Publié le 14 mai 2008 par Frontere

« Un pedigree » de Patrick Modiano (suite)

I. Le pedigree d’un chien perdu sans collier (1)

I.1 De la figure d’un père solitaire …

Voici deux extraits du livre où le père du narrateur est évoqué, d’abord par “un comparse” de son père :

« Ne sois pas désespéré qu’il soit mort dans la solitude. Ton père ne répugnait pas à la solitude. Il avait une imagination - à dire le vrai exclusivement tournée vers les affaires - très grande qu’il nourrissait soigneusement et qui nourrissait son esprit. »

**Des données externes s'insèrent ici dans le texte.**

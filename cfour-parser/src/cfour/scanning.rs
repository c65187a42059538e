//! Marker scanning
//!
//! The scanner walks a line sequence once and records every line recognized by one of
//! an ordered list of highlight patterns. Each line is trimmed and matched as an
//! anchored prefix, not as a full line. Patterns are tried in the order given and the
//! first hit wins, so a caller can put the more specific pattern first when two
//! patterns share a prefix.
//!
//! Scanning is a pure function: it never fails and an input without any highlight
//! simply yields no markers.

use regex::Regex;
use std::fmt;

/// Role of a recognized line.
#[derive(Debug, Clone, Copy, PartialEq, Eq, Hash)]
pub enum MarkerKind {
    /// Opens a program invocation.
    Begin,
    /// Closes a program invocation.
    End,
    /// Opens a sub-region inside a program.
    Section,
}

impl fmt::Display for MarkerKind {
    fn fmt(&self, f: &mut fmt::Formatter<'_>) -> fmt::Result {
        match self {
            MarkerKind::Begin => write!(f, "begin"),
            MarkerKind::End => write!(f, "end"),
            MarkerKind::Section => write!(f, "section"),
        }
    }
}

/// A pattern the scanner looks for, with the label and role it reports.
#[derive(Debug, Clone)]
pub struct Highlight {
    pattern: Regex,
    pub label: String,
    pub kind: MarkerKind,
}

impl Highlight {
    /// Compile `pattern` as an anchored prefix match.
    pub fn new(
        pattern: &str,
        label: impl Into<String>,
        kind: MarkerKind,
    ) -> Result<Self, regex::Error> {
        Ok(Self {
            pattern: Regex::new(&format!("^(?:{pattern})"))?,
            label: label.into(),
            kind,
        })
    }

    /// Highlight for a fixed literal prefix.
    pub fn literal(text: &str, label: impl Into<String>, kind: MarkerKind) -> Self {
        Self {
            pattern: Regex::new(&format!("^{}", regex::escape(text)))
                .expect("escaped literal is a valid pattern"),
            label: label.into(),
            kind,
        }
    }

    pub fn as_str(&self) -> &str {
        self.pattern.as_str()
    }

    fn capture(&self, text: &str) -> Option<Vec<Option<String>>> {
        self.pattern.captures(text).map(|caps| {
            caps.iter()
                .skip(1)
                .map(|group| group.map(|m| m.as_str().to_string()))
                .collect()
        })
    }
}

/// A recognized line.
#[derive(Debug, Clone, PartialEq)]
pub struct Marker {
    /// Index of the highlight that matched, in the caller's list.
    pub pattern: usize,
    /// 0-indexed position in the scanned line sequence.
    pub line: usize,
    pub label: String,
    pub kind: MarkerKind,
    /// The trimmed line text.
    pub text: String,
    /// Capture groups of the match, group 1 first.
    pub captures: Vec<Option<String>>,
}

impl Marker {
    /// Capture group `index` (1-based, as in the pattern).
    pub fn capture(&self, index: usize) -> Option<&str> {
        index
            .checked_sub(1)
            .and_then(|i| self.captures.get(i))
            .and_then(|group| group.as_deref())
    }

    /// The same marker with its position moved by `offset` lines towards the start.
    pub fn rebased(&self, offset: usize) -> Marker {
        Marker {
            line: self.line.saturating_sub(offset),
            ..self.clone()
        }
    }
}

/// Scan `lines` for `highlights`, returning the markers in document order.
pub fn scan<S: AsRef<str>>(lines: &[S], highlights: &[Highlight]) -> Vec<Marker> {
    let mut markers = Vec::new();
    for (line, raw) in lines.iter().enumerate() {
        let text = raw.as_ref().trim();
        for (pattern, highlight) in highlights.iter().enumerate() {
            if let Some(captures) = highlight.capture(text) {
                markers.push(Marker {
                    pattern,
                    line,
                    label: highlight.label.clone(),
                    kind: highlight.kind,
                    text: text.to_string(),
                    captures,
                });
                break;
            }
        }
    }
    markers
}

Ensuite par le narrateur :

« Et sur sa table de nuit, je me souviens d’un livre : “Comment se faire des amis”, ce qui me fait comprendre sa solitude. »

Le père de Modiano vit dans un univers incertain : « Tel était le monde où évoluait mon père. Demi-monde? Haute pègre? », un univers où l’on ne possède pas des amis mais des comparses justement, des gens qui circulent entre chien et loup dans des milieux interlopes où ils respirent un air vicié par les remugles des années d’Occupation. Ils ne font que passer dans une quasi clandestinité ; le livre cite d’ailleurs un vers d’Apollinaire (2) : « Passons passons puisque tout passe ». On devine des trafics liés au marché noir et à l’exploitation de la misère humaine due à la guerre, à la spoliation des biens des victimes de la Collaboration (Résistants, juifs, communistes, francs-maçons, etc.).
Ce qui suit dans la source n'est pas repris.